Christchurch City Council Building Consents Progress Welcomed

The Insurance Council of New Zealand welcomes the progress the Christchurch City Council is making on reducing the building consents backlog but warns the council “can’t take its foot off-the-peddle”.

The city council reported at the weekend that it was able to process almost 400 backlogged building consents in just four working days last week (17-20 June).

Insurance Council Chief Executive Tim Grafton applauded the progress but urges the city council to maintain the momentum with 1100 building consents still in the pipeline and the expected increase in consent applications that will be filed in the coming months.

“We’ve made a commitment to complete most of our rebuild programme by the end of 2015 with some in 2016,” said Mr Grafton.  “But every delay impacts on our ability to achieve that timeline and more importantly our ability to get the people of Christchurch back into their homes and buildings.
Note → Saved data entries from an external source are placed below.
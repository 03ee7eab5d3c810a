//! The operator seam.
//!
//! Everything a human decides reaches the pipeline through the
//! [`Operator`] trait. Box drawing is a command queue: the operator
//! returns [`ReviewCommand`]s, the owning node applies them to a
//! [`BoxSession`] and asks again until the session is closed.

use image::GrayImage;
use serde::{Deserialize, Serialize};

use crate::types::{BoundingBox, CellPart, LabelMask};

/// Outcome of reviewing a node's output.
#[derive(Debug, Clone, Copy, PartialEq, Eq, Serialize, Deserialize)]
#[serde(rename_all = "snake_case")]
pub enum Verdict {
    /// Reinitialize and process again.
    Retry,
    /// Keep the output.
    Accept,
    /// Discard the output and move on.
    Abandon,
}

/// One operator intent while drawing boxes.
#[derive(Debug, Clone, Copy, PartialEq, Eq, Serialize, Deserialize)]
#[serde(rename_all = "snake_case")]
pub enum ReviewCommand {
    /// Append a box.
    AddBox(BoundingBox),
    /// Undo the most recent box.
    RemoveLastBox,
    /// Drop every box.
    Reset,
    /// Boxes are complete.
    Finish,
    /// Abort the node.
    Quit,
}

/// Where a [`BoxSession`] stands.
#[derive(Debug, Clone, Copy, PartialEq, Eq)]
pub enum SessionState {
    /// Still accepting commands.
    Drawing,
    /// Closed by [`ReviewCommand::Finish`].
    Finished,
    /// Closed by [`ReviewCommand::Quit`].
    Quit,
}

/// Boxes collected for one cell part.
#[derive(Debug, Clone, PartialEq, Eq)]
pub struct BoxSession {
    boxes: Vec<BoundingBox>,
    state: SessionState,
}

impl Default for BoxSession {
    fn default() -> Self {
        Self::new()
    }
}

impl BoxSession {
    /// An empty, open session.
    #[must_use]
    pub const fn new() -> Self {
        Self {
            boxes: Vec::new(),
            state: SessionState::Drawing,
        }
    }

    /// Append a box.
    pub fn push_box(&mut self, bbox: BoundingBox) {
        self.boxes.push(bbox);
    }

    /// Remove and return the most recent box.
    pub fn pop_last_box(&mut self) -> Option<BoundingBox> {
        self.boxes.pop()
    }

    /// Drop all boxes and reopen the session.
    pub fn reset(&mut self) {
        self.boxes.clear();
        self.state = SessionState::Drawing;
    }

    /// Boxes in drawing order.
    #[must_use]
    pub fn boxes(&self) -> &[BoundingBox] {
        &self.boxes
    }

    /// Boxes whose area is above `min_area`.
    #[must_use]
    pub fn boxes_above(&self, min_area: u64) -> Vec<BoundingBox> {
        self.boxes
            .iter()
            .copied()
            .filter(|b| b.area() > min_area)
            .collect()
    }

    /// Current state.
    #[must_use]
    pub const fn state(&self) -> SessionState {
        self.state
    }

    /// Apply one command. Commands after the session closes are ignored.
    pub fn apply(&mut self, command: ReviewCommand) -> SessionState {
        if self.state != SessionState::Drawing {
            return self.state;
        }
        match command {
            ReviewCommand::AddBox(bbox) => self.push_box(bbox),
            ReviewCommand::RemoveLastBox => {
                self.pop_last_box();
            }
            ReviewCommand::Reset => self.reset(),
            ReviewCommand::Finish => self.state = SessionState::Finished,
            ReviewCommand::Quit => self.state = SessionState::Quit,
        }
        self.state
    }

    /// Apply a batch.
    ///
    /// An empty batch finishes the session: an operator with nothing
    /// left to say is done.
    pub fn apply_all(&mut self, commands: impl IntoIterator<Item = ReviewCommand>) -> SessionState {
        let mut any = false;
        for command in commands {
            any = true;
            self.apply(command);
        }
        if !any {
            self.apply(ReviewCommand::Finish);
        }
        self.state
    }
}

/// What the operator sees when asked for boxes.
#[derive(Debug, Clone, Copy)]
pub struct BoxRequest<'a> {
    /// Part being drawn.
    pub part: CellPart,
    /// Image the boxes refer to.
    pub canvas: &'a GrayImage,
    /// Boxes drawn so far.
    pub boxes: &'a [BoundingBox],
    /// Segmentation of the current boxes, when there are any.
    pub preview: Option<&'a LabelMask>,
}

/// Why the operator is choosing planes.
#[derive(Debug, Clone, Copy, PartialEq, Eq)]
pub enum SelectionPurpose {
    /// The projection shown while drawing boxes.
    Canvas,
    /// The planes that get measured.
    Measurement,
}

/// Indices of the chosen z levels and channels.
#[derive(Debug, Clone, Default, PartialEq, Eq, Serialize, Deserialize)]
pub struct ContextSelection {
    /// Indices into the stack's z labels.
    pub z_levels: Vec<usize>,
    /// Indices into the stack's channel labels.
    pub channels: Vec<usize>,
}

impl ContextSelection {
    /// Every z level and channel.
    #[must_use]
    pub fn all(z_count: usize, channel_count: usize) -> Self {
        Self {
            z_levels: (0..z_count).collect(),
            channels: (0..channel_count).collect(),
        }
    }
}

/// The human in the loop.
pub trait Operator {
    /// Commands for the next round of box drawing.
    fn draw_boxes(&mut self, request: &BoxRequest<'_>) -> Vec<ReviewCommand>;

    /// Judge a retry-enabled node's output.
    fn verdict(&mut self, title: &str, summary: &str) -> Verdict;

    /// Whether a stored artifact may stand in for a missing requirement.
    fn has_substitute(&mut self, requirement: &str) -> bool;

    /// Choose planes from the stack.
    fn select_contexts(
        &mut self,
        purpose: SelectionPurpose,
        z_labels: &[String],
        channel_labels: &[String],
    ) -> ContextSelection;
}

#[cfg(test)]
mod tests {
    use super::*;

    fn bbox(side: u32) -> BoundingBox {
        BoundingBox::new(0, 0, side, side)
    }

    #[test]
    fn commands_edit_the_box_list() {
        let mut session = BoxSession::new();
        session.apply(ReviewCommand::AddBox(bbox(5)));
        session.apply(ReviewCommand::AddBox(bbox(6)));
        session.apply(ReviewCommand::RemoveLastBox);
        assert_eq!(session.boxes(), &[bbox(5)]);
        session.apply(ReviewCommand::Reset);
        assert!(session.boxes().is_empty());
        assert_eq!(session.state(), SessionState::Drawing);
    }

    #[test]
    fn pop_on_empty_session_is_harmless() {
        let mut session = BoxSession::new();
        assert_eq!(session.pop_last_box(), None);
        assert_eq!(session.apply(ReviewCommand::RemoveLastBox), SessionState::Drawing);
    }

    #[test]
    fn closed_session_ignores_commands() {
        let mut session = BoxSession::new();
        let state = session.apply_all([
            ReviewCommand::AddBox(bbox(3)),
            ReviewCommand::Quit,
            ReviewCommand::AddBox(bbox(4)),
        ]);
        assert_eq!(state, SessionState::Quit);
        assert_eq!(session.boxes(), &[bbox(3)]);
    }

    #[test]
    fn empty_batch_finishes() {
        let mut session = BoxSession::new();
        assert_eq!(session.apply_all([]), SessionState::Finished);
    }

    #[test]
    fn tiny_boxes_are_filtered() {
        let mut session = BoxSession::new();
        session.push_box(bbox(10));
        session.push_box(bbox(11));
        assert_eq!(session.boxes_above(100), vec![bbox(11)]);
    }

    #[test]
    fn select_all_covers_the_stack() {
        let selection = ContextSelection::all(2, 3);
        assert_eq!(selection.z_levels, vec![0, 1]);
        assert_eq!(selection.channels, vec![0, 1, 2]);
    }
}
“Insurers fully appreciate the enormous pressure the city council is under but we’ve had reports from members that building consents are taking between 10 to 14 weeks, adding a minimum 1 to 2 months to our building programmes. Such delays are unacceptable given the statutory requirement for processing consents within 4 weeks.

“None of us can afford to take our foot off-the-peddle because anything that slows us down ultimately slows down Christchurch’s economic recovery,” said Mr Grafton.

The Insurance Council also welcomed the Government’s recent intervention and the assistance other local authorities are giving the city council to avoid it being stripped of its powers to grant consents by the International Accreditation New Zealand.

“The last thing anyone wants, particularly the people of Christchurch, is the resulting uncertainty and further delays that will occur should the city council lose its consenting function,” said Mr Grafton.